As much as investors and entrepreneurs are aiming for their companies to go public at some point of time, the tragic tale of how WeWork had to cancel its IPO last year, is a constant reminder for everyone to not go public prematurely. WeWork’s debacle, coupled with how cab-hailing giant Uber Inc’s shares plummeted in the days following its much-hyped IPO, has made investors question the hyper-valued technology companies globally.

Ant Financial-backed payments company currently valued at USD 16 billion in November 2019 raised a round of funding to the tune of USD 1 billion led by US asset manager T Rowe Price with participation from existing investors including Ant Financial and SoftBank Vision Fund. While SoftBank put in USD 200 million, Ant Financial invested USD 400 million in the Noida-based digital payments company.

In November, days before the investment announcement, SoftBank had put a clause, that Paytm must file for an IPO in the five years’ time from the date of investment, failing which it will be free to sell the shares to a rival company.

Paytm expanded its net loss by 163% to USD 587 million in the financial year 2019 from USD 223 million in FY 2018.

To be sure, Paytm has begun to cut down on the cashbacks to narrow down its burgeoning losses. Instead of handing out cashbacks, Paytm now provides discount coupons to users which they can only use on Paytm to buy tickets or pay for bills—ultimately making the users spend the money on its own ecosystem of services.

Eyes set on banking

A large chunk of the billion US dollars that Paytm raised will be used in increasing its capabilities in its Payments Bank unit called Paytm Payments Bank—a special banking license given to 11 companies by RBI to set up banks to cater to the needs of unbanked with limited features. Payments banks in India can’t lend money to its users and can only take deposits of maximum INR 100,000 from a user.

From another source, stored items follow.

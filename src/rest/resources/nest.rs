//! Nest resource implementation.
//!
//! Nests group eggs by game or software family. They are read-only through
//! the API.

use chrono::{DateTime, Utc};
use serde::{Deserialize, Serialize};

use super::Egg;
use crate::clients::{HttpMethod, RestClient};
use crate::rest::{
    PaginationCursor, PanelResource, ReadOnlyResource, ResourceError, ResourceOperation,
    ResourcePath, ResourceResponse,
};

/// A group of eggs.
#[derive(Debug, Clone, PartialEq, Eq, Serialize, Deserialize)]
pub struct Nest {
    pub id: u64,
    pub uuid: String,
    /// Contact address of the nest's author.
    pub author: String,
    pub name: String,
    #[serde(default)]
    pub description: Option<String>,
    #[serde(default)]
    pub created_at: Option<DateTime<Utc>>,
    #[serde(default)]
    pub updated_at: Option<DateTime<Utc>>,
    #[serde(skip)]
    pub pagination: Option<PaginationCursor>,
}

impl Nest {
    /// Lists one page of this nest's eggs.
    ///
    /// # Errors
    ///
    /// Returns [`ResourceError::NotFound`] if the nest no longer exists.
    pub async fn eggs(
        &self,
        client: &RestClient,
        page: Option<u32>,
    ) -> Result<ResourceResponse<Vec<Egg>>, ResourceError> {
        Egg::all_in_nest(client, self.id, page).await
    }
}

impl PanelResource for Nest {
    type Id = u64;

    const NAME: &'static str = "Nest";
    const PATHS: &'static [ResourcePath] = &[
        ResourcePath::new(
            HttpMethod::Get,
            ResourceOperation::Find,
            &["id"],
            "application/nests/{id}",
        ),
        ResourcePath::new(HttpMethod::Get, ResourceOperation::All, &[], "application/nests"),
    ];

    fn get_id(&self) -> Self::Id {
        self.id
    }

    fn pagination(&self) -> Option<&PaginationCursor> {
        self.pagination.as_ref()
    }

    fn attach_pagination(&mut self, cursor: Option<PaginationCursor>) {
        self.pagination = cursor;
    }
}

impl ReadOnlyResource for Nest {}

#[cfg(test)]
mod tests {
    use super::*;
    use serde_json::json;

    #[tokio::test]
    async fn test_nest_cannot_be_deleted() {
        let client = crate::rest::resources::test_support::offline_client();
        let nest = Nest::hydrate(json!({
            "id": 1,
            "uuid": "58a5f7c5-5c9a-4a5b-9b5e-3c3c6e1b7f0a",
            "author": "support@pterodactyl.io",
            "name": "Minecraft",
            "description": "Minecraft - the classic game from Mojang."
        }))
        .unwrap();

        let result = nest.delete(&client).await;

        assert!(matches!(
            result,
            Err(ResourceError::PathResolutionFailed { resource: "Nest", operation: "delete" })
        ));
    }
}
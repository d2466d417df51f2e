//! Configuration types for the Pterodactyl API client.
//!
//! # Overview
//!
//! - [`PanelConfig`]: The configuration shared by both client facades
//! - [`PanelConfigBuilder`]: A builder for constructing [`PanelConfig`] instances
//! - [`PanelUrl`]: A validated panel base URL
//! - [`ApiKey`]: A validated API key with masked debug output
//!
//! # Example
//!
//! ```rust
//! use pterodactyl_api::{ApiKey, PanelConfig, PanelUrl};
//!
//! let config = PanelConfig::builder()
//!     .panel_url(PanelUrl::new("https://panel.example.com").unwrap())
//!     .api_key(ApiKey::new("ptla_example").unwrap())
//!     .build()
//!     .unwrap();
//!
//! assert_eq!(config.panel_url().as_ref(), "https://panel.example.com");
//! ```

mod newtypes;

pub use newtypes::{ApiKey, PanelUrl};

use crate::error::ConfigError;

/// Configuration for a panel connection.
///
/// The same configuration type is used for the application API (admin keys)
/// and the client API (user keys); which API is used is decided by the
/// facade the configuration is handed to.
#[derive(Clone, Debug)]
pub struct PanelConfig {
    panel_url: PanelUrl,
    api_key: ApiKey,
    user_agent_prefix: Option<String>,
}

impl PanelConfig {
    /// Creates a new builder for constructing a `PanelConfig`.
    #[must_use]
    pub fn builder() -> PanelConfigBuilder {
        PanelConfigBuilder::new()
    }

    /// Returns the panel base URL.
    #[must_use]
    pub const fn panel_url(&self) -> &PanelUrl {
        &self.panel_url
    }

    /// Returns the API key.
    #[must_use]
    pub const fn api_key(&self) -> &ApiKey {
        &self.api_key
    }

    /// Returns the user agent prefix, if configured.
    #[must_use]
    pub fn user_agent_prefix(&self) -> Option<&str> {
        self.user_agent_prefix.as_deref()
    }
}

// Verify PanelConfig is Send + Sync at compile time
const _: fn() = || {
    const fn assert_send_sync<T: Send + Sync>() {}
    assert_send_sync::<PanelConfig>();
};

/// Builder for constructing [`PanelConfig`] instances.
///
/// `panel_url` and `api_key` are required.
#[derive(Debug, Default)]
pub struct PanelConfigBuilder {
    panel_url: Option<PanelUrl>,
    api_key: Option<ApiKey>,
    user_agent_prefix: Option<String>,
}

impl PanelConfigBuilder {
    /// Creates a new builder with no fields set.
    #[must_use]
    pub fn new() -> Self {
        Self::default()
    }

    /// Sets the panel base URL (required).
    #[must_use]
    pub fn panel_url(mut self, url: PanelUrl) -> Self {
        self.panel_url = Some(url);
        self
    }

    /// Sets the API key (required).
    #[must_use]
    pub fn api_key(mut self, key: ApiKey) -> Self {
        self.api_key = Some(key);
        self
    }

    /// Sets the user agent prefix for HTTP requests.
    #[must_use]
    pub fn user_agent_prefix(mut self, prefix: impl Into<String>) -> Self {
        self.user_agent_prefix = Some(prefix.into());
        self
    }

    /// Builds the [`PanelConfig`], validating that required fields are set.
    ///
    /// # Errors
    ///
    /// Returns [`ConfigError::MissingRequiredField`] if `panel_url` or
    /// `api_key` are not set.
    pub fn build(self) -> Result<PanelConfig, ConfigError> {
        let panel_url = self
            .panel_url
            .ok_or(ConfigError::MissingRequiredField { field: "panel_url" })?;
        let api_key = self
            .api_key
            .ok_or(ConfigError::MissingRequiredField { field: "api_key" })?;

        Ok(PanelConfig {
            panel_url,
            api_key,
            user_agent_prefix: self.user_agent_prefix,
        })
    }
}

#[cfg(test)]
mod tests {
    use super::*;

    #[test]
    fn test_builder_requires_panel_url() {
        let result = PanelConfigBuilder::new()
            .api_key(ApiKey::new("key").unwrap())
            .build();

        assert!(matches!(
            result,
            Err(ConfigError::MissingRequiredField { field: "panel_url" })
        ));
    }

    #[test]
    fn test_builder_requires_api_key() {
        let result = PanelConfigBuilder::new()
            .panel_url(PanelUrl::new("https://panel.example.com").unwrap())
            .build();

        assert!(matches!(
            result,
            Err(ConfigError::MissingRequiredField { field: "api_key" })
        ));
    }

    #[test]
    fn test_builder_with_all_fields() {
        let config = PanelConfig::builder()
            .panel_url(PanelUrl::new("https://panel.example.com").unwrap())
            .api_key(ApiKey::new("ptlc_key").unwrap())
            .user_agent_prefix("MyBot/2.0")
            .build()
            .unwrap();

        assert_eq!(config.api_key().as_ref(), "ptlc_key");
        assert_eq!(config.user_agent_prefix(), Some("MyBot/2.0"));
    }

    #[test]
    fn test_config_debug_does_not_leak_key() {
        let config = PanelConfig::builder()
            .panel_url(PanelUrl::new("https://panel.example.com").unwrap())
            .api_key(ApiKey::new("ptla_topsecret").unwrap())
            .build()
            .unwrap();

        let debug_str = format!("{config:?}");
        assert!(debug_str.contains("PanelConfig"));
        assert!(!debug_str.contains("topsecret"));
    }
}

During his talk with journalists in Mumbai, Sharma cleared the rumor that made rounds last year claiming him buying stakes of a well-known Indian banker Rana Kapoor in Yes Bank.

“It wasn’t confirmed or correct. If we as a group have a bank and, I as a chair of the bank, own 51% of the bank, it sounds too far-fetched for an individual or company (to pick up Kapoor’s stake),” he said.

A Mint report said Paytm Payments Bank has been profitable over the last 2 years and has added 50 million customers so far.